*SOURCE INFORMATION*
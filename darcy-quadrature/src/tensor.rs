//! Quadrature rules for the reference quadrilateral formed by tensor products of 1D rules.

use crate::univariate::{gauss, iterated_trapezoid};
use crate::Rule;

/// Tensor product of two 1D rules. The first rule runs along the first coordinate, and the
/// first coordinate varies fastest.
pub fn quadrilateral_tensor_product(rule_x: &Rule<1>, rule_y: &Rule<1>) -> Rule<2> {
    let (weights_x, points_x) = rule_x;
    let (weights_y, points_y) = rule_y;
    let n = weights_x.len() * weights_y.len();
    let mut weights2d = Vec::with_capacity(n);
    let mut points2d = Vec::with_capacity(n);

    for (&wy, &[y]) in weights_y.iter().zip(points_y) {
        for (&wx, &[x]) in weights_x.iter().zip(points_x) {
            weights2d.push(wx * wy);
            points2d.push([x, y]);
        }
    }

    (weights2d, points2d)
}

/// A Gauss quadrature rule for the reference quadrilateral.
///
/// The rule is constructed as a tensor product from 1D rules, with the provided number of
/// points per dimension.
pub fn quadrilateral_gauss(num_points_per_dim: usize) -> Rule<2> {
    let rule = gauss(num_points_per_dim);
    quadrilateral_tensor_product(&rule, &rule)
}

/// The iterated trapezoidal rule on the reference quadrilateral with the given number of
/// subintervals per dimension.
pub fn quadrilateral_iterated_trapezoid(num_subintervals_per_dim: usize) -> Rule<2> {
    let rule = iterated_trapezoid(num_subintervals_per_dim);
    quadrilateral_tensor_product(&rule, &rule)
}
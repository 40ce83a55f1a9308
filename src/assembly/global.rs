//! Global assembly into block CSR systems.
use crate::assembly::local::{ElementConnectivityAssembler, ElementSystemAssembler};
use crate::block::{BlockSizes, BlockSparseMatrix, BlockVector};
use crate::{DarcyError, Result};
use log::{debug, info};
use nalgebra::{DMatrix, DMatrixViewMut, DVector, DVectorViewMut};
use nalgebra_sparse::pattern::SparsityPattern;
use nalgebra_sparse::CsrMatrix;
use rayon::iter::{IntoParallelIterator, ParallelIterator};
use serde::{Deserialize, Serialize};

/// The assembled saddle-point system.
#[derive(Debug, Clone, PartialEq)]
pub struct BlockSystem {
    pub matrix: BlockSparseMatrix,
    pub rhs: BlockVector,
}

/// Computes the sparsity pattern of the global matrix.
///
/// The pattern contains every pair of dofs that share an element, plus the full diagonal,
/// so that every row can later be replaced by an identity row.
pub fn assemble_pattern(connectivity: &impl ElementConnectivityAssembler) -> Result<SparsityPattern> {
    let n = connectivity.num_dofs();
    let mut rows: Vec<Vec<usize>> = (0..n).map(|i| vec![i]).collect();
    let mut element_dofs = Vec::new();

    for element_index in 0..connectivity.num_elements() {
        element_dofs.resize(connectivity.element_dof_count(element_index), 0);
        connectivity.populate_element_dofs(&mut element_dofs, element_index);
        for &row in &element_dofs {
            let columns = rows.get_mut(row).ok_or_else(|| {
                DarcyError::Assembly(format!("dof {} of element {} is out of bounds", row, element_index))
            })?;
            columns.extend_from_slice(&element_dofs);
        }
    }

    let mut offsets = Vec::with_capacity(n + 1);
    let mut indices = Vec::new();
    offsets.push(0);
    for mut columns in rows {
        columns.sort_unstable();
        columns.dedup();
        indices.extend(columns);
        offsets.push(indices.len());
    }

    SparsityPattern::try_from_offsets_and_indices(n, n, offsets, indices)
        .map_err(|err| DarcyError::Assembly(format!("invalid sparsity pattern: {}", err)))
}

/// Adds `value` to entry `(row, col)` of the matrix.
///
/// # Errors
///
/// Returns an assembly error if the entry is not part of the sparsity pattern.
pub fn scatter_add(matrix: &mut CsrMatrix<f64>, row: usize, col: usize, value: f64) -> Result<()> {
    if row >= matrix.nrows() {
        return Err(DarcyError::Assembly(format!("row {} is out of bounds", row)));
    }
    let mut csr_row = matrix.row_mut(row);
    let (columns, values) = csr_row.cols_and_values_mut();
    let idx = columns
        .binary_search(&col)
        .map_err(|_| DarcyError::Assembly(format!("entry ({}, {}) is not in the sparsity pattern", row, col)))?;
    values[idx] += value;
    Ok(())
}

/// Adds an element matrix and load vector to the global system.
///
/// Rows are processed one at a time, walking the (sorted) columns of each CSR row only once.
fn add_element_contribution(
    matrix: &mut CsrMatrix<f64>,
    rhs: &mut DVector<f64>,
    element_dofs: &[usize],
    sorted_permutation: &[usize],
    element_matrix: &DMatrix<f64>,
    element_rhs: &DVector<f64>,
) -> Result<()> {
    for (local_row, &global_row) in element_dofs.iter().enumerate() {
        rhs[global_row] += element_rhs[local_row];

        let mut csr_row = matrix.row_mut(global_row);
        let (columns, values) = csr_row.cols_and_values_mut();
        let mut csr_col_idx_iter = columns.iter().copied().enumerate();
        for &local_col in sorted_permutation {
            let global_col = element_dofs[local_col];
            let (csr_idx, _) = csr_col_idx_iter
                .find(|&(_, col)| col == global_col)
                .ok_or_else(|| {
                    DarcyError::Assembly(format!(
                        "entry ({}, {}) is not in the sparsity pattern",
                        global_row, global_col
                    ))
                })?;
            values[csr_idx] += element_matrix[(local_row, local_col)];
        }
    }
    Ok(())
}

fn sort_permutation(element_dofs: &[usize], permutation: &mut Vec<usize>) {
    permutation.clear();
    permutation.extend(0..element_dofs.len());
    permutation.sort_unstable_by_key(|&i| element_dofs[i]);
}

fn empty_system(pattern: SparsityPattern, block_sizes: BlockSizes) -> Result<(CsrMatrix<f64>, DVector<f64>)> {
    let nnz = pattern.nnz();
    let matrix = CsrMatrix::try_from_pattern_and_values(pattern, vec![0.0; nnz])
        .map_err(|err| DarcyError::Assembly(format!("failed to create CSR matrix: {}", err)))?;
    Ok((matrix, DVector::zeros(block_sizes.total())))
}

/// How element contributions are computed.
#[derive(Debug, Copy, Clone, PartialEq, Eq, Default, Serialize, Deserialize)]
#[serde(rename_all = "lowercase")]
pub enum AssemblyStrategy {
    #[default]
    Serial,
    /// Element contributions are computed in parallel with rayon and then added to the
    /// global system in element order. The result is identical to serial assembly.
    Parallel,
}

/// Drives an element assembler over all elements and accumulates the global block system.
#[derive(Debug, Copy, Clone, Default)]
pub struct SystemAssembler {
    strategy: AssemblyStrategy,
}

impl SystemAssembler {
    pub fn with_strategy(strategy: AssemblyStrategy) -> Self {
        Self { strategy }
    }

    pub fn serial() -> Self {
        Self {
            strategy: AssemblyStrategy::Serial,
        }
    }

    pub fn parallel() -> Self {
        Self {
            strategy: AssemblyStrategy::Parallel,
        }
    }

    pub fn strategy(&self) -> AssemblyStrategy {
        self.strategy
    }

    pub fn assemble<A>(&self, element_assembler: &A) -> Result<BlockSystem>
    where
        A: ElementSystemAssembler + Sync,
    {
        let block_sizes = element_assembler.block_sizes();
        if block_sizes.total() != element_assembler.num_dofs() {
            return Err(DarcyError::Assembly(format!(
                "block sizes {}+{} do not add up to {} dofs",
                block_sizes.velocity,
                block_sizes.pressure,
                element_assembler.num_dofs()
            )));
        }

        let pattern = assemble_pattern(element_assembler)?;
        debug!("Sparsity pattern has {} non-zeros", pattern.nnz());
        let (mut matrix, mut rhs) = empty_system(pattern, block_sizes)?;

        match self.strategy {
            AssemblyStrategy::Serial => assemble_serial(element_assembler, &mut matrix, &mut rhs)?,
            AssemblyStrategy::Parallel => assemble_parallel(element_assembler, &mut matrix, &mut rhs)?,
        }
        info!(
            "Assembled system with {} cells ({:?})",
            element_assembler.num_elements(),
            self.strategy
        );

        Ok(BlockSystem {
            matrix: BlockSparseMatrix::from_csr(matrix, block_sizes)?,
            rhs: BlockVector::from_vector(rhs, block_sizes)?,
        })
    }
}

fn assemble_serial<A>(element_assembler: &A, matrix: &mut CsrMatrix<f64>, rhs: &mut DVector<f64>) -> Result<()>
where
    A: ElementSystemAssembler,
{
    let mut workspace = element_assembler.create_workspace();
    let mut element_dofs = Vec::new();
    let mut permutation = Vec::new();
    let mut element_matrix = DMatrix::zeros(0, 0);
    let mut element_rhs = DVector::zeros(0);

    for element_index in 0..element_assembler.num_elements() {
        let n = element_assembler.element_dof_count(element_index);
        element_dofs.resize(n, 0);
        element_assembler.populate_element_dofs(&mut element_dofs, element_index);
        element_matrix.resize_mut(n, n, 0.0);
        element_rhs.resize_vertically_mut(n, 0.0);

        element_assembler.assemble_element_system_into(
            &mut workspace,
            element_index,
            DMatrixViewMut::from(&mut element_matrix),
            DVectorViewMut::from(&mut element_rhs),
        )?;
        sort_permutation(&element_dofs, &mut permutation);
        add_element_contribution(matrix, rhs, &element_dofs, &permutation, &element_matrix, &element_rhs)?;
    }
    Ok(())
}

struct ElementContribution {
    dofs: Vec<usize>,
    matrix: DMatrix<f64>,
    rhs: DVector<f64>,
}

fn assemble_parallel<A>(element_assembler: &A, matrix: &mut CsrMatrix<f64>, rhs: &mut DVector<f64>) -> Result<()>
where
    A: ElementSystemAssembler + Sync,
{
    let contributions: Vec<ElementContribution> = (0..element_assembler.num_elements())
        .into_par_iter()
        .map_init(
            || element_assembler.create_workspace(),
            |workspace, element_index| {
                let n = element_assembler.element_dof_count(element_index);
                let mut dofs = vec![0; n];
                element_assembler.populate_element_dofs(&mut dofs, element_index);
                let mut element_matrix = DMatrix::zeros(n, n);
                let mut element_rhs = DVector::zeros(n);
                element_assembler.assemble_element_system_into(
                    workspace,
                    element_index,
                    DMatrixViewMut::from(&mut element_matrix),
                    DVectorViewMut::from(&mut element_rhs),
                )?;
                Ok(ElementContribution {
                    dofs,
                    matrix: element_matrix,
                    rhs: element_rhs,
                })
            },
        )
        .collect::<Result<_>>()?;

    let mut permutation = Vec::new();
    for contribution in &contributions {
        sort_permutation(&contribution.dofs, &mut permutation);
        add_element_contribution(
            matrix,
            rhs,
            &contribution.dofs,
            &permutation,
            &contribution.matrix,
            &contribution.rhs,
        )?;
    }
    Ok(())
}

*EXERCISE OBJECTIVE*
The lines from the beginning of the records through the line containing "let rule = iterated_trapezoid(num_subintervals_per_dim);" should be reproduced exactly. Include nothing else.

*OUTPUT FOR THIS EXERCISE*
filename darcy-quadrature/src/tensor.rs
//! Quadrature rules for the reference quadrilateral formed by tensor products of 1D rules.

use crate::univariate::{gauss, iterated_trapezoid};
use crate::Rule;

/// Tensor product of two 1D rules. The first rule runs along the first coordinate, and the
/// first coordinate varies fastest.
pub fn quadrilateral_tensor_product(rule_x: &Rule<1>, rule_y: &Rule<1>) -> Rule<2> {
    let (weights_x, points_x) = rule_x;
    let (weights_y, points_y) = rule_y;
    let n = weights_x.len() * weights_y.len();
    let mut weights2d = Vec::with_capacity(n);
    let mut points2d = Vec::with_capacity(n);

    for (&wy, &[y]) in weights_y.iter().zip(points_y) {
        for (&wx, &[x]) in weights_x.iter().zip(points_x) {
            weights2d.push(wx * wy);
            points2d.push([x, y]);
        }
    }

    (weights2d, points2d)
}

/// A Gauss quadrature rule for the reference quadrilateral.
///
/// The rule is constructed as a tensor product from 1D rules, with the provided number of
/// points per dimension.
pub fn quadrilateral_gauss(num_points_per_dim: usize) -> Rule<2> {
    let rule = gauss(num_points_per_dim);
    quadrilateral_tensor_product(&rule, &rule)
}

/// The iterated trapezoidal rule on the reference quadrilateral with the given number of
/// subintervals per dimension.
pub fn quadrilateral_iterated_trapezoid(num_subintervals_per_dim: usize) -> Rule<2> {
    let rule = iterated_trapezoid(num_subintervals_per_dim);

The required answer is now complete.